=== Begin Enclosure ===
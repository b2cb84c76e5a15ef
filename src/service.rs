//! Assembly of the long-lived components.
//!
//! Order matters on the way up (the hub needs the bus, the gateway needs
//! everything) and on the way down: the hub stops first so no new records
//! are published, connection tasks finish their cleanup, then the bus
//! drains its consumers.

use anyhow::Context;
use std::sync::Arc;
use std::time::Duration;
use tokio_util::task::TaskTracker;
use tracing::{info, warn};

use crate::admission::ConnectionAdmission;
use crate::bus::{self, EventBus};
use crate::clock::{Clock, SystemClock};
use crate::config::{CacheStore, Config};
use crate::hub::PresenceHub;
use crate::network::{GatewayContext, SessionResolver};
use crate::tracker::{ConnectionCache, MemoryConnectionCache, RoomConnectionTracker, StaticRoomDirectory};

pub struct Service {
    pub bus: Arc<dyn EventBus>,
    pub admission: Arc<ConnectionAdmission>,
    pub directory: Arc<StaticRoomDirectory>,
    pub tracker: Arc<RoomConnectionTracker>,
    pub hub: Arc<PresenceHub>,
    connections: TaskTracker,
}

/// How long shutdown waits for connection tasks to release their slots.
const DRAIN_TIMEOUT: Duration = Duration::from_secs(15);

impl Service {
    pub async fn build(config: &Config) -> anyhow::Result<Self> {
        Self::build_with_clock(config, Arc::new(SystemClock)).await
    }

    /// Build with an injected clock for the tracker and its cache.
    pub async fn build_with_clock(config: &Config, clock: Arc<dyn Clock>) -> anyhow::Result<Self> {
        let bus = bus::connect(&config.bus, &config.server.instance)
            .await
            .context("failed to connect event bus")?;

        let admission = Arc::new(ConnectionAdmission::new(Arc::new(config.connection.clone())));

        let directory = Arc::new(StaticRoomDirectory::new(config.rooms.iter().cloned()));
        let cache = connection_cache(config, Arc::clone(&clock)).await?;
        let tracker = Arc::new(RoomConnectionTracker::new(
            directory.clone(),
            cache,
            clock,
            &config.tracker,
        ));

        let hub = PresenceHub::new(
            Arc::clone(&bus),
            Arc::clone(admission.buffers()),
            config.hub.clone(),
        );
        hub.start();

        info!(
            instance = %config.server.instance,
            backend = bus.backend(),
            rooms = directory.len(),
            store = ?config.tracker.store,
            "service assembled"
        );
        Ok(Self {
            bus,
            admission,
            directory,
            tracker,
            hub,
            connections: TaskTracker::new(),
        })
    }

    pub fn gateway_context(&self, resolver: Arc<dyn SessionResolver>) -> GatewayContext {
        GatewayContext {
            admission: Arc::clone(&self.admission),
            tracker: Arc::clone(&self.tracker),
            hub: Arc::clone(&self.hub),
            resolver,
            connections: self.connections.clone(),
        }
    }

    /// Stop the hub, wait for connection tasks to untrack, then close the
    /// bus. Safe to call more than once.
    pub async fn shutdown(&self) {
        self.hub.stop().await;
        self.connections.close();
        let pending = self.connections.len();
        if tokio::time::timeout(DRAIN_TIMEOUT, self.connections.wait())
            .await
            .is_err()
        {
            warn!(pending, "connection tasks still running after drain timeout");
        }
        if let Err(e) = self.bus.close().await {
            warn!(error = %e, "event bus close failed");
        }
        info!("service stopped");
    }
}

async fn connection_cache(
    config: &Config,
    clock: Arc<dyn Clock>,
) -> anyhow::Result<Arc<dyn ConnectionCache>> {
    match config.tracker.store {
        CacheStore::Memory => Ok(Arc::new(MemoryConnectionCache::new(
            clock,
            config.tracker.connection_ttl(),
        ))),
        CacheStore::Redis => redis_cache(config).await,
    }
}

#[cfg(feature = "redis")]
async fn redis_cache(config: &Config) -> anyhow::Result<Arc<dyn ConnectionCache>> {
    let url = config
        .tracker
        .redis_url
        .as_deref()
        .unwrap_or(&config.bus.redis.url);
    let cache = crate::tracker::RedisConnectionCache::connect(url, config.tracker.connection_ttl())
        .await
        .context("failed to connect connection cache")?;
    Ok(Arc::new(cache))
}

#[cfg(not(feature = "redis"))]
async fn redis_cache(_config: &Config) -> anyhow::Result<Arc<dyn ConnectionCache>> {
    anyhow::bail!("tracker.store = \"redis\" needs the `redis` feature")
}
=== End Enclosure ===
All lines of the listing holding the string "GatewayContext" must be returned, copied as they stand.

**Result below**
use crate::network::{GatewayContext, SessionResolver};
    pub fn gateway_context(&self, resolver: Arc<dyn SessionResolver>) -> GatewayContext {
        GatewayContext {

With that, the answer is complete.